PARIS -- Jean-Paul Guerlain, among the most illustrious names in fragrance, is retiring, WWD has learned.

An announcement is expected to be made by parent house, LVMH Moet Hennessy Louis Vuitton, either today or Monday.

Guerlain, 65, is the last family member to exit the storied 174-year-old perfume company. As the great-great grandson of the founder, Guerlain was the creative force behind the company's fragrance development and therefore a vital link with its historic past. He started working there 47 years ago.

Guerlain, who could not be reached for comment at presstime Thursday, stepped down as master perfumer on Wednesday in order to pursue other interests.

"He wants to do other things," said a company spokeswoman, explaining that Guerlain is writing a book called "Carnet de Voyage," or travel notebook, and plans to have it published this year.

"It's a decision we've made together over some time," said Thibault Ponroy, president of Guerlain worldwide.

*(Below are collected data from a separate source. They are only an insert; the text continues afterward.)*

//! itinerary-planner core
//!
//! Clusters candidate points of interest around a starting location, orders
//! each cluster into a visitable route, and keeps the routes that fit a time
//! budget.

pub mod error;
pub mod model;
pub mod geo;
pub mod haversine;
pub mod traits;
pub mod cluster;
pub mod sequencer;
pub mod budget;
pub mod navigation;
pub mod planner;
pub mod places;
pub mod google;
pub mod trip;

Ponroy added that Guerlain will not sever his ties completely with the fragrance house but will remain an adviser for future fragrances.

During his tenure at the firm, he created more than 60 scents for Guerlain, including Samsara, Eau de Guerlain, Mahora, Belle Epoque, Nahema and Vetiver, and he introduced the Aqua Allegoria line of scents.

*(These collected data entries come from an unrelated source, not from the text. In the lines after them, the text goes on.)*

#[cfg(test)]
mod tests {
    use super::*;

    fn graph() -> DialogGraph {
        DialogGraph::build().unwrap()
    }

    fn hair_session(graph: &DialogGraph) -> Session {
        let mut session = Session::new(1);
        advance(graph, &mut session, "Уход за волосами").unwrap();
        session
    }

    #[test]
    fn invalid_input_leaves_state_untouched() {
        let graph = graph();
        let mut session = Session::new(1);
        let before = session.clone();

        let result = advance(&graph, &mut session, "что-нибудь");

        assert_eq!(result, Err(Rejection::InvalidChoice));
        assert_eq!(session.node, before.node);
        assert_eq!(session.answers, before.answers);
    }

    #[test]
    fn branch_selector_records_no_answer() {
        let graph = graph();
        let session = hair_session(&graph);

        assert_eq!(session.node, NodeId::HairType);
        assert_eq!(session.answers, AnswerSheet::default());
    }

    #[test]
    fn double_toggle_is_identity() {
        let graph = graph();
        let mut session = hair_session(&graph);
        advance(&graph, &mut session, "Окрашенные").unwrap();

        let first = advance(&graph, &mut session, "Сухость").unwrap();
        assert_eq!(
            first,
            Progress::Toggled {
                label: "Сухость".to_string(),
                selected: true
            }
        );
        let second = advance(&graph, &mut session, "Сухость").unwrap();
        assert_eq!(
            second,
            Progress::Toggled {
                label: "Сухость".to_string(),
                selected: false
            }
        );
        assert!(session.pending.is_empty());
    }

    #[test]
    fn toggle_matches_with_checkbox_prefix() {
        let graph = graph();
        let mut session = hair_session(&graph);
        advance(&graph, &mut session, "Окрашенные").unwrap();

        advance(&graph, &mut session, "☐ Ломкость").unwrap();
        assert_eq!(session.pending, vec!["Ломкость".to_string()]);
        advance(&graph, &mut session, "✅ Ломкость").unwrap();
        assert!(session.pending.is_empty());
    }

    #[test]
    fn double_toggled_problem_is_absent_after_commit() {
        let graph = graph();
        let mut session = hair_session(&graph);
        advance(&graph, &mut session, "Окрашенные").unwrap();

        advance(&graph, &mut session, "Сухость").unwrap();
        advance(&graph, &mut session, "Сухость").unwrap();
        let progress = advance(&graph, &mut session, "Готово").unwrap();

        assert_eq!(progress, Progress::Moved(NodeId::ScalpType));
        assert_eq!(session.answers.hair_problems, Some(Vec::new()));
    }

    #[test]
    fn commit_preserves_selection_order() {
        let graph = graph();
        let mut session = hair_session(&graph);
        advance(&graph, &mut session, "Окрашенные").unwrap();

        advance(&graph, &mut session, "Тусклость").unwrap();
        advance(&graph, &mut session, "Сухость").unwrap();
        advance(&graph, &mut session, "Готово").unwrap();

        assert_eq!(
            session.answers.problems(),
            ["Тусклость".to_string(), "Сухость".to_string()]
        );
    }

    #[test]
    fn full_hair_path_completes_with_answers() {
        let graph = graph();
        let mut session = hair_session(&graph);

        advance(&graph, &mut session, "Окрашенные").unwrap();
        advance(&graph, &mut session, "Тусклость").unwrap();
        advance(&graph, &mut session, "Готово").unwrap();
        advance(&graph, &mut session, "Нормальная").unwrap();
        advance(&graph, &mut session, "Нужен").unwrap();
        let progress = advance(&graph, &mut session, "Блонд").unwrap();

        let Progress::Completed(answers) = progress else {
            panic!("expected completion, got {progress:?}");
        };
        assert_eq!(answers.hair_type.as_deref(), Some("Окрашенные"));
        assert_eq!(answers.scalp_type.as_deref(), Some("Нормальная"));
        assert_eq!(answers.volume_need.as_deref(), Some("Нужен"));
        assert_eq!(answers.hair_color.as_deref(), Some("Блонд"));
        assert_eq!(answers.problems(), ["Тусклость".to_string()]);

        // The flow is over; the session is back at the main menu.
        assert_eq!(session.node, NodeId::MainMenu);
        assert_eq!(session.answers, AnswerSheet::default());
    }

    #[test]
    fn back_returns_to_unique_predecessor_and_reasks() {
        let graph = graph();
        let mut session = hair_session(&graph);
        advance(&graph, &mut session, "Окрашенные").unwrap();
        advance(&graph, &mut session, "Готово").unwrap();
        assert_eq!(session.node, NodeId::ScalpType);

        let progress = advance(&graph, &mut session, BACK_LABEL).unwrap();

        assert_eq!(progress, Progress::Back(NodeId::HairProblems));
        assert_eq!(session.node, NodeId::HairProblems);
        // The re-asked multi-select starts over.
        assert_eq!(session.answers.hair_problems, None);
        assert!(session.pending.is_empty());
    }

    #[test]
    fn back_from_first_question_resets_to_menu() {
        let graph = graph();
        let mut session = hair_session(&graph);
        advance(&graph, &mut session, "Окрашенные").unwrap();

        // Back out of the multi-select, then out of the first question.
        advance(&graph, &mut session, BACK_LABEL).unwrap();
        let progress = advance(&graph, &mut session, BACK_LABEL).unwrap();

        assert_eq!(progress, Progress::MenuReset);
        assert_eq!(session.node, NodeId::MainMenu);
        assert_eq!(session.answers, AnswerSheet::default());
    }

    #[test]
    fn back_at_main_menu_is_invalid() {
        let graph = graph();
        let mut session = Session::new(1);

        assert_eq!(
            advance(&graph, &mut session, BACK_LABEL),
            Err(Rejection::InvalidChoice)
        );
    }

    #[test]
    fn back_from_multi_select_discards_pending() {
        let graph = graph();
        let mut session = hair_session(&graph);
        advance(&graph, &mut session, "Окрашенные").unwrap();
        advance(&graph, &mut session, "Перхоть").unwrap();

        let progress = advance(&graph, &mut session, BACK_LABEL).unwrap();

        assert_eq!(progress, Progress::Back(NodeId::HairType));
        assert!(session.pending.is_empty());
        assert_eq!(session.answers.hair_type, None);
    }

    #[tokio::test]
    async fn store_isolates_sessions_by_chat_id() {
        let graph = graph();
        let store = SessionStore::new();

        store.advance(&graph, 1, "Уход за волосами").await.unwrap();
        store.advance(&graph, 2, "Уход за телом").await.unwrap();

        let (node_one, _) = store.view(1).await;
        let (node_two, _) = store.view(2).await;
        assert_eq!(node_one, NodeId::HairType);
        assert_eq!(node_two, NodeId::BodyGoal);
    }

    #[tokio::test]
    async fn store_reset_returns_to_entry() {
        let graph = graph();
        let store = SessionStore::new();

        store.advance(&graph, 7, "Уход за телом").await.unwrap();
        store.reset(7).await;

        let (node, pending) = store.view(7).await;
        assert_eq!(node, NodeId::MainMenu);
        assert!(pending.is_empty());
    }
}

For many who speak of Guerlain, it's his fragrances that have made a strong impression.

"Samsara and Habit Rouge mean a lot to me, as they were very present in my childhood," said Juliette Rapinat-Freudiger, managing director at Escada Beaute Group. "They were the fragrances of my parents and family, they're the fragrances of traditional French bourgeoisie. I grew up with Guerlain fragrances."

"Nahema is a very special scent," said Frederic Malle, the perfumer behind the French fragrance house Editions de Parfums. "It was one of the fragrances that announced the Eighties."

A longtime force in the world of beauty, Guerlain's retirement comes as a shock to some.

"I am surprised [he has retired]," said Christian Courtin, president of France's Groupe Clarins. "I had the feeling that he would never quit. I wouldn't be surprised if he came back, it's impossible for a man who loves fragrances so much not to be creative."